En plus d’un mauvais signal, ce projet serait une véritable révolution intellectuelle. « Traditionnellement, dans l’histoire de la Chine, y compris sous l’Empire, le pays a toujours été centralisé, même si la capitale n’a pas toujours été Pékin. C’est difficile d’imaginer une deuxième capitale au sens politique. Quant aux capitales économique et industrielle, il y en a déjà. » Shanghai est déjà qualifiée de capitale économique du pays, comme Canton est celle de l’industrie. « À ma connaissance, il n’existe aucun projet sérieux sur le thème d’une seconde capitale », clarifie enfin Marc Julienne.

Pourquoi c’est important. Mais si ce rapport peut sembler innovant, voire insolite, et que rien ne dit que le gouvernement chinois s’en saisisse, il illustre néanmoins un enjeu de répartition  l’activité économique et de population en Chine.

« La capitale actuelle a des problèmes de congestion, de surpopulation, de pollution. Il y a donc des réflexions pour essayer de décongestionner la capitale actuelle, soit en élargissant la ville, soit en construisant des nouveaux centres urbains proches de Pékin qui puissent être reliés avec des trains rapides », explique Marc Julienne, qui cite en exemple le projet Xiong’an New Area.

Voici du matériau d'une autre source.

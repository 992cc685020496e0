//! End-to-end API tests
//!
//! Each test boots the full router over an in-memory database and drives
//! it through HTTP, the same way a browser client would.

use axum_test::TestServer;
use serde_json::{json, Value};

use atelier::api::{build_router, AppState};
use atelier::db::{create_test_pool, migrations};

async fn test_server() -> TestServer {
    let pool = create_test_pool().await.expect("Failed to create test pool");
    migrations::run_migrations(&pool)
        .await
        .expect("Failed to run migrations");

    let state = AppState::new(pool, 7);
    let app = build_router(state, "http://localhost:3000");
    TestServer::new(app).expect("Failed to start test server")
}

/// Register a user and log them in, returning the bearer token.
///
/// The first account registered on a fresh server is the admin.
async fn register_and_login(server: &TestServer, username: &str) -> String {
    let email = format!("{}@example.com", username);
    let response = server
        .post("/api/auth/register")
        .json(&json!({
            "username": username,
            "email": email,
            "password": "password123",
        }))
        .await;
    response.assert_status(axum::http::StatusCode::CREATED);

    let response = server
        .post("/api/auth/login")
        .json(&json!({
            "email": email,
            "password": "password123",
        }))
        .await;
    response.assert_status_ok();
    response.json::<Value>()["token"]
        .as_str()
        .expect("Login response missing token")
        .to_string()
}

async fn submit_artwork(server: &TestServer, token: &str, title: &str) -> Value {
    let response = server
        .post("/api/artworks")
        .authorization_bearer(token)
        .json(&json!({
            "title": title,
            "description": "A charcoal study",
            "image": "artworks/study.png",
            "category": "sketch",
        }))
        .await;
    response.assert_status(axum::http::StatusCode::CREATED);
    response.json::<Value>()
}

#[tokio::test]
async fn test_register_login_me_roundtrip() {
    let server = test_server().await;
    let token = register_and_login(&server, "curator").await;

    let response = server.get("/api/auth/me").authorization_bearer(&token).await;
    response.assert_status_ok();
    let me = response.json::<Value>();
    assert_eq!(me["username"], "curator");
    // First account bootstraps as admin
    assert_eq!(me["role"], "admin");
    assert!(me.get("password_hash").is_none());
}

#[tokio::test]
async fn test_second_account_is_visitor() {
    let server = test_server().await;
    register_and_login(&server, "curator").await;
    let token = register_and_login(&server, "artist").await;

    let response = server.get("/api/auth/me").authorization_bearer(&token).await;
    assert_eq!(response.json::<Value>()["role"], "visitor");
}

#[tokio::test]
async fn test_requests_without_token_are_rejected() {
    let server = test_server().await;
    let response = server.get("/api/artworks").await;
    response.assert_status_unauthorized();

    let response = server
        .get("/api/artworks")
        .authorization_bearer("not-a-real-token")
        .await;
    response.assert_status_unauthorized();
}

#[tokio::test]
async fn test_submission_assigns_artist_and_pending() {
    let server = test_server().await;
    register_and_login(&server, "curator").await;
    let artist = register_and_login(&server, "artist").await;

    let artwork = submit_artwork(&server, &artist, "Dusk").await;
    assert_eq!(artwork["approval_status"], "pending");

    let me = server
        .get("/api/auth/me")
        .authorization_bearer(&artist)
        .await
        .json::<Value>();
    assert_eq!(artwork["artist_id"], me["id"]);
}

#[tokio::test]
async fn test_reject_with_feedback_notifies_artist() {
    let server = test_server().await;
    let admin = register_and_login(&server, "curator").await;
    let artist = register_and_login(&server, "artist").await;
    let artwork = submit_artwork(&server, &artist, "Blurry").await;

    let response = server
        .patch(&format!("/api/artworks/{}/reject", artwork["id"]))
        .authorization_bearer(&admin)
        .json(&json!({ "feedback": "too blurry" }))
        .await;
    response.assert_status_ok();
    let rejected = response.json::<Value>();
    assert_eq!(rejected["approval_status"], "rejected");
    assert_eq!(rejected["feedback"], "too blurry");

    let notifications = server
        .get("/api/notifications")
        .authorization_bearer(&artist)
        .await
        .json::<Value>();
    assert_eq!(notifications["total"], 1);
    let message = notifications["items"][0]["message"].as_str().unwrap();
    assert!(message.contains("too blurry"));
}

#[tokio::test]
async fn test_blank_feedback_rejection_is_refused() {
    let server = test_server().await;
    let admin = register_and_login(&server, "curator").await;
    let artist = register_and_login(&server, "artist").await;
    let artwork = submit_artwork(&server, &artist, "Dusk").await;

    let response = server
        .patch(&format!("/api/artworks/{}/reject", artwork["id"]))
        .authorization_bearer(&admin)
        .json(&json!({ "feedback": "   " }))
        .await;
    response.assert_status_bad_request();

    // The artwork is untouched and the artist heard nothing
    let unchanged = server
        .get(&format!("/api/artworks/{}", artwork["id"]))
        .authorization_bearer(&admin)
        .await
        .json::<Value>();
    assert_eq!(unchanged["approval_status"], "pending");

    let notifications = server
        .get("/api/notifications")
        .authorization_bearer(&artist)
        .await
        .json::<Value>();
    assert_eq!(notifications["total"], 0);
}

#[tokio::test]
async fn test_non_admin_cannot_moderate() {
    let server = test_server().await;
    register_and_login(&server, "curator").await;
    let artist = register_and_login(&server, "artist").await;
    let artwork = submit_artwork(&server, &artist, "Dusk").await;

    let response = server
        .patch(&format!("/api/artworks/{}/approve", artwork["id"]))
        .authorization_bearer(&artist)
        .await;
    response.assert_status_forbidden();
}

#[tokio::test]
async fn test_pending_filter_lists_only_pending() {
    let server = test_server().await;
    let admin = register_and_login(&server, "curator").await;
    let artist = register_and_login(&server, "artist").await;

    let first = submit_artwork(&server, &artist, "First").await;
    submit_artwork(&server, &artist, "Second").await;

    server
        .patch(&format!("/api/artworks/{}/approve", first["id"]))
        .authorization_bearer(&admin)
        .await
        .assert_status_ok();

    let page = server
        .get("/api/artworks")
        .add_query_param("approval_status", "pending")
        .authorization_bearer(&admin)
        .await
        .json::<Value>();
    assert_eq!(page["total"], 1);
    assert_eq!(page["items"][0]["title"], "Second");
}

#[tokio::test]
async fn test_event_update_notifies_all_attendees() {
    let server = test_server().await;
    let admin = register_and_login(&server, "curator").await;
    let a = register_and_login(&server, "attendee_a").await;
    let b = register_and_login(&server, "attendee_b").await;

    let a_id = server
        .get("/api/auth/me")
        .authorization_bearer(&a)
        .await
        .json::<Value>()["id"]
        .clone();
    let b_id = server
        .get("/api/auth/me")
        .authorization_bearer(&b)
        .await
        .json::<Value>()["id"]
        .clone();

    let event = server
        .post("/api/events")
        .authorization_bearer(&admin)
        .json(&json!({
            "title": "Opening",
            "description": "Opening night",
            "date": "2026-09-01",
            "location": "Main Hall",
            "attendees": [a_id, b_id],
        }))
        .await
        .json::<Value>();

    let response = server
        .put(&format!("/api/events/{}", event["id"]))
        .authorization_bearer(&admin)
        .json(&json!({ "location": "East Wing" }))
        .await;
    response.assert_status_ok();
    let body = response.json::<Value>();
    assert_eq!(body["notifications"]["delivered"], 2);
    assert_eq!(body["notifications"]["failed"], 0);

    for token in [&a, &b] {
        let notifications = server
            .get("/api/notifications")
            .add_query_param("unread", "true")
            .authorization_bearer(token)
            .await
            .json::<Value>();
        assert_eq!(notifications["total"], 1);
        assert_eq!(
            notifications["items"][0]["message"],
            "The event 'Opening' has been updated."
        );
    }
}

#[tokio::test]
async fn test_non_owner_cannot_update_project() {
    let server = test_server().await;
    register_and_login(&server, "curator").await;
    let creator = register_and_login(&server, "creator").await;
    let other = register_and_login(&server, "other").await;

    let project = server
        .post("/api/projects")
        .authorization_bearer(&creator)
        .json(&json!({
            "title": "Mural",
            "description": "Community mural",
        }))
        .await
        .json::<Value>();

    let response = server
        .put(&format!("/api/projects/{}", project["id"]))
        .authorization_bearer(&other)
        .json(&json!({ "description": "hijacked" }))
        .await;
    response.assert_status_forbidden();
}

#[tokio::test]
async fn test_project_member_replacement_sends_invites() {
    let server = test_server().await;
    register_and_login(&server, "curator").await;
    let creator = register_and_login(&server, "creator").await;
    let member = register_and_login(&server, "member").await;

    let member_id = server
        .get("/api/auth/me")
        .authorization_bearer(&member)
        .await
        .json::<Value>()["id"]
        .clone();

    let project = server
        .post("/api/projects")
        .authorization_bearer(&creator)
        .json(&json!({
            "title": "Mural",
            "description": "Community mural",
        }))
        .await
        .json::<Value>();

    let response = server
        .put(&format!("/api/projects/{}", project["id"]))
        .authorization_bearer(&creator)
        .json(&json!({ "members": [member_id] }))
        .await;
    response.assert_status_ok();
    assert_eq!(response.json::<Value>()["notifications"]["delivered"], 1);

    let notifications = server
        .get("/api/notifications")
        .authorization_bearer(&member)
        .await
        .json::<Value>();
    assert_eq!(
        notifications["items"][0]["message"],
        "You have been added to the project 'Mural'."
    );
}

#[tokio::test]
async fn test_complete_project_is_creator_only() {
    let server = test_server().await;
    let admin = register_and_login(&server, "curator").await;
    let creator = register_and_login(&server, "creator").await;

    let project = server
        .post("/api/projects")
        .authorization_bearer(&creator)
        .json(&json!({
            "title": "Mural",
            "description": "Community mural",
        }))
        .await
        .json::<Value>();

    let response = server
        .post(&format!("/api/projects/{}/complete", project["id"]))
        .authorization_bearer(&admin)
        .await;
    response.assert_status_forbidden();

    let response = server
        .post(&format!("/api/projects/{}/complete", project["id"]))
        .authorization_bearer(&creator)
        .await;
    response.assert_status_ok();
    assert_eq!(response.json::<Value>()["is_completed"], true);
}

#[tokio::test]
async fn test_mark_notification_read() {
    let server = test_server().await;
    let admin = register_and_login(&server, "curator").await;
    let artist = register_and_login(&server, "artist").await;
    let artwork = submit_artwork(&server, &artist, "Dusk").await;

    server
        .patch(&format!("/api/artworks/{}/approve", artwork["id"]))
        .authorization_bearer(&admin)
        .await
        .assert_status_ok();

    let notifications = server
        .get("/api/notifications")
        .authorization_bearer(&artist)
        .await
        .json::<Value>();
    let id = &notifications["items"][0]["id"];

    let response = server
        .patch(&format!("/api/notifications/{}/read", id))
        .authorization_bearer(&artist)
        .await;
    response.assert_status_ok();

    let count = server
        .get("/api/notifications/unread-count")
        .authorization_bearer(&artist)
        .await
        .json::<Value>();
    assert_eq!(count["unread"], 0);
}

#[tokio::test]
async fn test_admin_routes_require_admin_role() {
    let server = test_server().await;
    let admin = register_and_login(&server, "curator").await;
    let visitor = register_and_login(&server, "visitor").await;

    let response = server.get("/api/users").authorization_bearer(&visitor).await;
    response.assert_status_forbidden();
    let response = server
        .get("/api/activity-logs")
        .authorization_bearer(&visitor)
        .await;
    response.assert_status_forbidden();

    let response = server.get("/api/users").authorization_bearer(&admin).await;
    response.assert_status_ok();
    assert_eq!(response.json::<Value>()["total"], 2);
}

#[tokio::test]
async fn test_role_promotion_flow() {
    let server = test_server().await;
    let admin = register_and_login(&server, "curator").await;
    let visitor = register_and_login(&server, "newcomer").await;

    let visitor_id = server
        .get("/api/auth/me")
        .authorization_bearer(&visitor)
        .await
        .json::<Value>()["id"]
        .clone();

    let response = server
        .patch(&format!("/api/users/{}/role", visitor_id))
        .authorization_bearer(&admin)
        .json(&json!({ "role": "member" }))
        .await;
    response.assert_status_ok();
    assert_eq!(response.json::<Value>()["role"], "member");

    let stats = server
        .get("/api/users/member-stats")
        .authorization_bearer(&admin)
        .await
        .json::<Value>();
    assert_eq!(stats["total_users"], 2);
    assert_eq!(stats["members"], 1);
}

#[tokio::test]
async fn test_activity_logs_record_logins() {
    let server = test_server().await;
    let admin = register_and_login(&server, "curator").await;

    let logs = server
        .get("/api/activity-logs")
        .authorization_bearer(&admin)
        .await
        .json::<Value>();
    assert!(logs["total"].as_i64().unwrap() >= 1);
    assert_eq!(logs["items"][0]["action"], "login");
}

#[tokio::test]
async fn test_preferences_roundtrip() {
    let server = test_server().await;
    let token = register_and_login(&server, "curator").await;

    let response = server
        .put("/api/preferences")
        .authorization_bearer(&token)
        .json(&json!({ "artwork": true, "events": false, "projects": true }))
        .await;
    response.assert_status_ok();

    let preferences = server
        .get("/api/preferences")
        .authorization_bearer(&token)
        .await
        .json::<Value>();
    assert_eq!(preferences["events"], false);
}

#[tokio::test]
async fn test_logout_invalidates_token() {
    let server = test_server().await;
    let token = register_and_login(&server, "curator").await;

    server
        .post("/api/auth/logout")
        .authorization_bearer(&token)
        .await
        .assert_status_ok();

    let response = server.get("/api/auth/me").authorization_bearer(&token).await;
    response.assert_status_unauthorized();
}
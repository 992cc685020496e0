//! Notification service
//!
//! Fan-out is an explicit second phase after the primary mutation has
//! committed: per-recipient failures are collected and surfaced instead
//! of rolling anything back or being silently dropped.

use crate::db::repositories::NotificationRepository;
use crate::models::{ListParams, Notification, NotificationKind, PagedResult, User};
use crate::services::ServiceError;
use anyhow::Result;
use serde::Serialize;
use std::sync::Arc;

/// Outcome of a fan-out pass
#[derive(Debug, Clone, Default, Serialize)]
pub struct FanoutReport {
    /// Notifications successfully created
    pub delivered: usize,
    /// Recipients for whom creation failed
    pub failed: usize,
}

impl FanoutReport {
    pub fn has_failures(&self) -> bool {
        self.failed > 0
    }
}

/// Notification service
pub struct NotificationService {
    repo: Arc<dyn NotificationRepository>,
}

impl NotificationService {
    pub fn new(repo: Arc<dyn NotificationRepository>) -> Self {
        Self { repo }
    }

    /// Create a single notification.
    pub async fn notify(
        &self,
        recipient_id: i64,
        kind: NotificationKind,
        message: &str,
    ) -> Result<Notification> {
        self.repo.create(recipient_id, kind, message).await
    }

    /// Create one notification per recipient.
    ///
    /// Runs after the triggering mutation has committed; a failure here
    /// never unwinds that mutation. Failures are counted, logged, and
    /// reported to the caller.
    pub async fn fan_out(
        &self,
        recipients: &[i64],
        kind: NotificationKind,
        message: &str,
    ) -> FanoutReport {
        let mut report = FanoutReport::default();
        for &recipient_id in recipients {
            match self.repo.create(recipient_id, kind, message).await {
                Ok(_) => report.delivered += 1,
                Err(e) => {
                    report.failed += 1;
                    tracing::warn!(
                        recipient_id,
                        kind = %kind,
                        "Notification delivery failed: {:#}",
                        e
                    );
                }
            }
        }
        report
    }

    /// List the caller's notifications, newest first.
    pub async fn list_for(
        &self,
        caller: &User,
        unread_only: bool,
        params: &ListParams,
    ) -> Result<PagedResult<Notification>, ServiceError> {
        Ok(self
            .repo
            .list_for_recipient(caller.id, unread_only, params)
            .await?)
    }

    /// Mark one of the caller's notifications read.
    ///
    /// A notification belonging to someone else is indistinguishable from
    /// a missing one.
    pub async fn mark_read(&self, caller: &User, id: i64) -> Result<Notification, ServiceError> {
        let notification = self
            .repo
            .get_by_id(id)
            .await?
            .filter(|n| n.recipient_id == caller.id)
            .ok_or(ServiceError::NotFound("Notification"))?;

        self.repo.mark_read(notification.id).await?;
        Ok(Notification {
            read: true,
            ..notification
        })
    }

    /// Mark all of the caller's notifications read, returning the count.
    pub async fn mark_all_read(&self, caller: &User) -> Result<i64, ServiceError> {
        Ok(self.repo.mark_all_read(caller.id).await?)
    }

    /// Number of unread notifications for the caller.
    pub async fn unread_count(&self, caller: &User) -> Result<i64, ServiceError> {
        Ok(self.repo.unread_count(caller.id).await?)
    }
}
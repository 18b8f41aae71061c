//! Guessing which serial port the target board is attached to.
//!
//! ESP32 development boards expose their UART through a USB-to-serial bridge
//! chip, and the bridge name usually shows up in the driver description. The
//! guesser matches two tiers of case-insensitive name fragments against the
//! device path and description:
//!
//! - priority: `cp210`, `ch340` (the bridges found on most ESP32 boards)
//! - secondary: `ch910`, `ft232`, `pl2303`, `usb serial`
//!
//! This is a whitelist. A board behind an unlisted bridge (or native USB CDC
//! without a descriptive driver string) is not recognised, and an unrelated
//! adapter using a listed chip will be picked. Both are accepted limitations;
//! callers fall back to explicit selection when the guess is `None` or wrong.
//!
//! ## Example
//!
//! ```rust
//! use espflasher::{PortGuesser, SerialPortDescriptor};
//!
//! let ports = vec![
//!     SerialPortDescriptor::new("/dev/ttyX", "generic"),
//!     SerialPortDescriptor::new("/dev/ttyACM0", "CP210x UART Bridge"),
//! ];
//! assert_eq!(PortGuesser::default().select(&ports).as_deref(), Some("/dev/ttyACM0"));
//! ```

use crate::device::SerialPortDescriptor;

/// Bridge fragments tried first.
pub const PRIORITY_IDENTIFIERS: &[&str] = &["cp210", "ch340"];

/// Bridge and vendor fragments tried when no priority fragment matches.
pub const SECONDARY_IDENTIFIERS: &[&str] = &["ch910", "ft232", "pl2303", "usb serial"];

/// Two-tier port selection heuristic.
///
/// Stateless: every call looks only at the list it is given.
#[derive(Debug, Clone, PartialEq, Eq)]
pub struct PortGuesser {
    priority: Vec<String>,
    secondary: Vec<String>,
}

impl Default for PortGuesser {
    fn default() -> Self {
        Self::new(PRIORITY_IDENTIFIERS, SECONDARY_IDENTIFIERS)
    }
}

impl PortGuesser {
    /// Create a guesser with custom identifier tiers.
    ///
    /// Identifiers are compared lower-cased; empty entries are dropped since
    /// they would match every port.
    pub fn new<S: AsRef<str>>(priority: &[S], secondary: &[S]) -> Self {
        fn normalize<S: AsRef<str>>(ids: &[S]) -> Vec<String> {
            ids.iter()
                .map(|id| id.as_ref().trim().to_lowercase())
                .filter(|id| !id.is_empty())
                .collect()
        }

        Self {
            priority: normalize(priority),
            secondary: normalize(secondary),
        }
    }

    /// Priority tier identifiers.
    pub fn priority(&self) -> &[String] {
        &self.priority
    }

    /// Secondary tier identifiers.
    pub fn secondary(&self) -> &[String] {
        &self.secondary
    }

    /// Pick the port most likely to be the target board.
    ///
    /// The first port (in input order) matching the priority tier wins, even
    /// when a secondary match appears earlier in the list. `None` means no
    /// port is identifiable; that is a normal outcome, not an error.
    pub fn select(&self, ports: &[SerialPortDescriptor]) -> Option<String> {
        Self::first_match(&self.priority, ports)
            .or_else(|| Self::first_match(&self.secondary, ports))
            .map(|port| port.device.clone())
    }

    /// Keep `current` while it is still attached, otherwise guess again.
    ///
    /// Meant for periodic polling: a user's choice survives as long as the
    /// device exists, and an unplugged device is replaced by a fresh guess.
    pub fn refresh(&self, current: Option<&str>, ports: &[SerialPortDescriptor]) -> Option<String> {
        match current {
            Some(device) if ports.iter().any(|p| p.device == device) => Some(device.to_string()),
            _ => self.select(ports),
        }
    }

    /// Whether the port matches either tier.
    pub fn is_recognised(&self, port: &SerialPortDescriptor) -> bool {
        Self::matches(&self.priority, port) || Self::matches(&self.secondary, port)
    }

    fn first_match<'a>(
        identifiers: &[String],
        ports: &'a [SerialPortDescriptor],
    ) -> Option<&'a SerialPortDescriptor> {
        ports.iter().find(|port| Self::matches(identifiers, port))
    }

    fn matches(identifiers: &[String], port: &SerialPortDescriptor) -> bool {
        let device = port.device.to_lowercase();
        let description = port.description.to_lowercase();
        identifiers
            .iter()
            .any(|id| device.contains(id.as_str()) || description.contains(id.as_str()))
    }
}

#[cfg(test)]
mod tests {
    use super::*;

    fn port(device: &str, description: &str) -> SerialPortDescriptor {
        SerialPortDescriptor::new(device, description)
    }

    #[test]
    fn test_select_bridge_after_generic_port() {
        let ports = vec![
            port("/dev/ttyX", "generic"),
            port("/dev/ttyACM0", "CP210x UART Bridge"),
        ];
        assert_eq!(
            PortGuesser::default().select(&ports).as_deref(),
            Some("/dev/ttyACM0")
        );
    }

    #[test]
    fn test_priority_beats_earlier_secondary() {
        let ports = vec![
            port("/dev/ttyUSB0", "FT232R USB UART"),
            port("/dev/ttyUSB1", "Prolific PL2303"),
            port("/dev/ttyUSB2", "USB2.0-Serial (QinHeng) CH340"),
        ];
        assert_eq!(
            PortGuesser::default().select(&ports).as_deref(),
            Some("/dev/ttyUSB2")
        );
    }

    #[test]
    fn test_secondary_when_no_priority() {
        let ports = vec![
            port("/dev/ttyS0", ""),
            port("/dev/ttyUSB0", "FT232R USB UART"),
        ];
        assert_eq!(
            PortGuesser::default().select(&ports).as_deref(),
            Some("/dev/ttyUSB0")
        );
    }

    #[test]
    fn test_first_match_in_input_order() {
        let ports = vec![port("COM4", "Silicon Labs CP2102"), port("COM3", "CP2104")];
        assert_eq!(PortGuesser::default().select(&ports).as_deref(), Some("COM4"));
    }

    #[test]
    fn test_matches_device_name() {
        let ports = vec![port("/dev/cu.usbserial-CH340-1410", "")];
        assert_eq!(
            PortGuesser::default().select(&ports).as_deref(),
            Some("/dev/cu.usbserial-CH340-1410")
        );
    }

    #[test]
    fn test_case_insensitive() {
        let ports = vec![port("COM7", "USB SERIAL CH910X")];
        assert_eq!(PortGuesser::default().select(&ports).as_deref(), Some("COM7"));
    }

    #[test]
    fn test_empty_list_is_none() {
        assert_eq!(PortGuesser::default().select(&[]), None);
    }

    #[test]
    fn test_unidentifiable_is_none() {
        let ports = vec![port("/dev/ttyS0", ""), port("/dev/ttyACM0", "Arduino Uno")];
        assert_eq!(PortGuesser::default().select(&ports), None);
    }

    #[test]
    fn test_select_is_idempotent() {
        let guesser = PortGuesser::default();
        let ports = vec![port("/dev/ttyUSB0", "CP2102"), port("/dev/ttyUSB1", "CH340")];
        let first = guesser.select(&ports);
        assert_eq!(guesser.select(&ports), first);
        assert_eq!(guesser.select(&ports), first);
    }

    #[test]
    fn test_refresh_keeps_present_selection() {
        let guesser = PortGuesser::default();
        let ports = vec![port("/dev/ttyUSB0", "CP2102"), port("/dev/ttyS0", "")];
        assert_eq!(
            guesser.refresh(Some("/dev/ttyS0"), &ports).as_deref(),
            Some("/dev/ttyS0")
        );
    }

    #[test]
    fn test_refresh_replaces_vanished_selection() {
        let guesser = PortGuesser::default();
        let ports = vec![port("/dev/ttyUSB1", "CP2102")];
        assert_eq!(
            guesser.refresh(Some("/dev/ttyUSB0"), &ports).as_deref(),
            Some("/dev/ttyUSB1")
        );
        assert_eq!(guesser.refresh(None, &ports).as_deref(), Some("/dev/ttyUSB1"));
    }

    #[test]
    fn test_refresh_vanished_without_candidate() {
        let guesser = PortGuesser::default();
        assert_eq!(guesser.refresh(Some("/dev/ttyUSB0"), &[]), None);
    }

    #[test]
    fn test_custom_tiers_drop_empty_identifiers() {
        let guesser = PortGuesser::new(&["", " ESP-Prog "], &[]);
        assert_eq!(guesser.priority(), ["esp-prog".to_string()]);
        assert!(guesser.secondary().is_empty());

        let ports = vec![port("/dev/ttyUSB0", "generic"), port("/dev/ttyUSB1", "ESP-Prog JTAG")];
        assert_eq!(guesser.select(&ports).as_deref(), Some("/dev/ttyUSB1"));
    }

    #[test]
    fn test_is_recognised() {
        let guesser = PortGuesser::default();
        assert!(guesser.is_recognised(&port("COM3", "CP2102")));
        assert!(guesser.is_recognised(&port("COM3", "pl2303")));
        assert!(!guesser.is_recognised(&port("COM1", "Communications Port")));
    }
}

Une nouvelle ville à environ cent kilomètres au sud-ouest de Pékin, qui se veut respectueuse des normes environnementales, territoire d’innovations et qui pourrait accueillir les sièges de nombreuses entreprises. À l’instar de China SatNet,  entreprise d’État qui ambitionne de devenir le Starlink chinois. « Une ville du futur qui serait un peu l’héritage de Xi Jinping, sa signature, en termes de développement industriel et urbain », note Marc Julienne, comme l’avait été Shenzhen pour l’ancien leader Deng Xiaoping.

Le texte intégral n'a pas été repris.